Darla Gonzalez finished fourth in early results with 17%; Farhana Shifa had 14 percent.
Gonzalez, 56 and a resident of Chandler for 18 years, is self-employed with Gonzalez Professional Services and is the local director of the Az Free Enterprise Club.
Shifa, 46 and a resident of Chandler for 16 years, owns The Joy of Fine Arts.
A second round of elections would take place on November 8, if necessary.
Proposition 470, the alternative spending restraint and self-reliance option, was put to voters by city council, asking for a four-year continuation of a measure that voters first approved in 1982 and which allows the council to establish the budget according to the specific needs of the city. in general government, public safety, public works, and utilities, rather than being constrained by the state-mandated spending formula based on the 1979-80 fiscal year established by the Arizona Legislature.
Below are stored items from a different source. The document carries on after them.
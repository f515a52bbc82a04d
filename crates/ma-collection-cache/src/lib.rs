//! Process-wide cache for compiled collection paths.
//!
//! Two tiers: every compiled value that is still referenced anywhere is
//! reachable through a weak map, and the most recently used ones are kept
//! alive by a bounded LRU. A value evicted from the LRU survives as long as
//! some caller still holds it, and is found again through the weak tier.

use std::collections::HashMap;
use std::hash::Hash;
use std::num::NonZeroUsize;
use std::sync::{Arc, Weak};

use lru::LruCache;
use parking_lot::{Mutex, RwLock};

pub struct CompiledCache<K: Hash + Eq, V> {
    weak: RwLock<HashMap<K, Weak<V>>>,
    strong: Mutex<LruCache<K, Arc<V>>>,
}

impl<K: Hash + Eq + Clone, V> CompiledCache<K, V> {
    /// `capacity` bounds the strong tier only.
    pub fn new(capacity: NonZeroUsize) -> Self {
        Self {
            weak: RwLock::new(HashMap::new()),
            strong: Mutex::new(LruCache::new(capacity)),
        }
    }

    pub fn get(&self, key: &K) -> Option<Arc<V>> {
        let hit = self.weak.read().get(key).and_then(Weak::upgrade)?;
        self.promote(key, &hit);
        Some(hit)
    }

    /// Returns the cached value for `key`, compiling and publishing it on a
    /// miss. Concurrent misses on one key compile once. Compile errors are
    /// returned as is and leave nothing behind.
    pub fn get_or_compile<E>(
        &self,
        key: K,
        compile: impl FnOnce(&K) -> Result<V, E>,
    ) -> Result<Arc<V>, E> {
        if let Some(hit) = self.get(&key) {
            tracing::trace!("compiled cache hit");
            return Ok(hit);
        }

        let mut weak = self.weak.write();
        if let Some(hit) = weak.get(&key).and_then(Weak::upgrade) {
            drop(weak);
            self.promote(&key, &hit);
            return Ok(hit);
        }

        let value = Arc::new(compile(&key)?);
        weak.retain(|_, w| w.strong_count() > 0);
        weak.insert(key.clone(), Arc::downgrade(&value));
        let live = weak.len();
        drop(weak);

        self.strong.lock().put(key, Arc::clone(&value));
        tracing::debug!(live, "compiled cache miss; value published");
        Ok(value)
    }

    /// Entries kept alive by the LRU tier.
    pub fn len_strong(&self) -> usize {
        self.strong.lock().len()
    }

    /// Entries still reachable, whether or not the LRU holds them.
    pub fn len_weak(&self) -> usize {
        self.weak
            .read()
            .values()
            .filter(|w| w.strong_count() > 0)
            .count()
    }

    pub fn clear(&self) {
        let mut weak = self.weak.write();
        weak.clear();
        self.strong.lock().clear();
    }

    fn promote(&self, key: &K, value: &Arc<V>) {
        let mut strong = self.strong.lock();
        if strong.get(key).is_none() {
            strong.put(key.clone(), Arc::clone(value));
        }
    }
}
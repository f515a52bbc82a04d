//! Building blocks shared by the container and view handles.

use std::rc::Rc;

use crate::dispatch::{execute, Outcome};
use crate::error::{CollectionError, InvariantViolation};
use crate::modification::{Modification, ModificationKind, Operands};
use crate::node::Node;
use crate::plan::Planner;
use crate::store::{Slot, Store, StoreStats};

/// Plans one modification through `node` and dispatches it.
pub(crate) fn modify<K, V, T>(
    node: &Rc<Node<K, V>>,
    kind: ModificationKind,
    operands: Operands<K, V>,
    build: impl FnOnce(&mut Planner<'_, K, V>, &Store<K, V>) -> Result<T, CollectionError>,
) -> Result<(T, Outcome), CollectionError>
where
    K: Clone + 'static,
    V: Clone + 'static,
{
    node.check_fresh()?;
    let (result, plan) = {
        let store = node.shared.store.borrow();
        let mut planner = Planner::new(&store);
        let result = build(&mut planner, &store)?;
        (result, planner.finish())
    };
    let outcome = execute(node, Modification::new(kind, operands), plan)?;
    Ok((result, outcome))
}

/// Removes every visible slot matching `pred`; returns how many went.
pub(crate) fn remove_matching<K, V>(
    node: &Rc<Node<K, V>>,
    kind: ModificationKind,
    operands: Operands<K, V>,
    pred: impl Fn(&Store<K, V>, &Slot<K, V>) -> bool,
) -> Result<usize, CollectionError>
where
    K: Clone + 'static,
    V: Clone + 'static,
{
    let (count, _) = modify(node, kind, operands, |planner, store| {
        let mut count = 0;
        for slot in node.visible_slots(store) {
            if pred(store, store.slot(slot)) {
                planner.remove(slot);
                count += 1;
            }
        }
        Ok(count)
    })?;
    Ok(count)
}

pub(crate) fn clear<K, V>(node: &Rc<Node<K, V>>) -> Result<(), CollectionError>
where
    K: Clone + 'static,
    V: Clone + 'static,
{
    remove_matching(node, ModificationKind::Clear, Operands::None, |_, _| true).map(|_| ())
}

/// Projects the visible slots in view order.
pub(crate) fn collect<K, V, T>(
    node: &Node<K, V>,
    project: impl Fn(&Slot<K, V>) -> T,
) -> Result<Vec<T>, CollectionError> {
    node.check_fresh()?;
    let store = node.shared.store.borrow();
    Ok(node
        .visible_slots(&store)
        .into_iter()
        .map(|slot| project(store.slot(slot)))
        .collect())
}

pub(crate) fn len<K, V>(node: &Node<K, V>) -> Result<usize, CollectionError> {
    node.check_fresh()?;
    let store = node.shared.store.borrow();
    Ok(node.visible_len(&store))
}

/// Visible slot at a local index.
pub(crate) fn nth<K, V, T>(
    node: &Node<K, V>,
    index: usize,
    project: impl FnOnce(&Slot<K, V>) -> T,
) -> Result<Option<T>, CollectionError> {
    node.check_fresh()?;
    let store = node.shared.store.borrow();
    Ok(node
        .visible_at(&store, index)
        .map(|slot| project(store.slot(slot))))
}

pub(crate) fn integrity<K, V>(node: &Node<K, V>) -> Result<(), InvariantViolation> {
    node.shared.store.borrow().integrity()
}

pub(crate) fn stats<K, V>(node: &Node<K, V>) -> StoreStats {
    node.shared.store.borrow().stats()
}
//! Mutation-aware collections.
//!
//! Lists, sets and maps whose derived views (sub-ranges, iterators, key and
//! value projections, navigable sub-sets) stay consistent with the container
//! they came from. Every structural change is reported through a two-phase
//! protocol: `modifying` listeners may veto it before anything is applied,
//! `modified` listeners observe it afterwards. Events raised on a view bubble
//! up to every ancestor, each ancestor seeing them in its own coordinates and
//! linked to the child event through a [`Cause`].
//!
//! Bidirectional maps and lists keep an inverse index that stays correct
//! while stored values change the fields their hash or order depends on,
//! through the suspend/resume bracket of [`FrozenContext`].

pub mod comparator;
pub mod error;
pub mod event;
pub mod frozen;
pub mod iter;
pub mod list;
pub mod listener;
pub mod map;
pub mod modification;
pub mod options;
pub mod set;
pub mod view_info;

mod dispatch;
mod node;
mod ops;
mod plan;
mod store;
mod suspend;

pub use comparator::{
    DefaultEquality, EqualityComparator, FnOrder, KeyIndex, NaturalOrder, OrderComparator,
};
pub use error::{CollectionError, InvariantViolation, ListenerError, Rejection};
pub use event::{Cause, ChangeKind, ElementEvent, EventKind, Origin, PropertyVersion, Snapshot};
pub use frozen::{FreezeHandle, FrozenContext, SuspendToken};
pub use iter::{EntryIter, SetIter, ValueIter, ViewIter};
pub use list::{ListIter, MaList, SubList};
pub use listener::{ElementListener, Listener, ListenerId};
pub use map::{EntryView, MaMap, Values};
pub use modification::{Modification, ModificationKind, ModificationState, Operands};
pub use options::{BidiType, CollectionOptions, ConflictPolicy};
pub use set::MaSet;
pub use store::StoreStats;
pub use view_info::ViewInfo;

/// Returns the crate version at compile time.
pub fn version() -> &'static str {
    env!("CARGO_PKG_VERSION")
}
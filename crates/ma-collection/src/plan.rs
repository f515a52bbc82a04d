//! Planning of one modification against a read-only store.
//!
//! A planner replays the requested steps over a simulated order, resolves
//! collisions (new-reference-wins or reject) and records the per-slot events
//! in source order. Nothing touches the store until the dispatcher commits
//! the finished [`Plan`], so a rejected modification leaves no trace.

use std::cmp::Ordering;

use rustc_hash::{FxHashMap, FxHashSet};
use smallvec::SmallVec;

use crate::error::CollectionError;
use crate::event::ChangeKind;
use crate::options::ConflictPolicy;
use crate::store::{Keying, Store};

/// Entry of the simulated order: a stored slot or a staged new element.
#[derive(Debug, Clone, Copy, PartialEq, Eq, Hash)]
pub(crate) enum Sim {
    Live(usize),
    New(usize),
}

/// One side of a planned event, in root coordinates.
#[derive(Debug, Clone)]
pub(crate) struct Side<K, V> {
    pub(crate) key: K,
    pub(crate) value: V,
    pub(crate) position: Option<usize>,
}

#[derive(Debug, Clone)]
pub(crate) struct PlannedEvent<K, V> {
    pub(crate) change: ChangeKind,
    pub(crate) detached: Option<Side<K, V>>,
    pub(crate) attached: Option<Side<K, V>>,
    /// `false` for suspend detaches and resume attaches, which keep their
    /// freeze registrations.
    pub(crate) hooks: bool,
}

pub(crate) struct Removal {
    pub(crate) slot: usize,
    /// Set when the slot is suspended instead of dropped.
    pub(crate) suspend_at: Option<usize>,
}

pub(crate) struct Commit<K, V> {
    pub(crate) order: Vec<Sim>,
    pub(crate) detach: Vec<Removal>,
    pub(crate) replace: Vec<(usize, K, V)>,
    /// Indexed by `Sim::New`; `None` for staged entries that were dropped.
    pub(crate) fresh: Vec<Option<(K, V)>>,
    pub(crate) reattach: SmallVec<[usize; 1]>,
}

pub(crate) struct Plan<K, V> {
    pub(crate) events: Vec<PlannedEvent<K, V>>,
    pub(crate) commit: Commit<K, V>,
}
It wouldn’t raise taxes or allow Chandler to spend more than he receives in income.
If approved, Chandler estimates he would be allowed to spend approximately $766,205,118 in 2023-24 (limited to $543,443,438 if Home Rule is not approved), $734,813,629 in 2024-25 ($578,389,413 if not approved), $739,234,393 in 2025-26 ($575,701,116 if not). approved) and $745,992,632 in 2026-2027 ($587,398,668 if not approved).
If the measure fails, the revenue would still be collected, but the city would be prevented from applying it to essential functions, such as police, fire, streets, parks and libraries. This, the city says, would force it to make drastic cuts to essential services, impacting its ability to meet residents’ basic needs.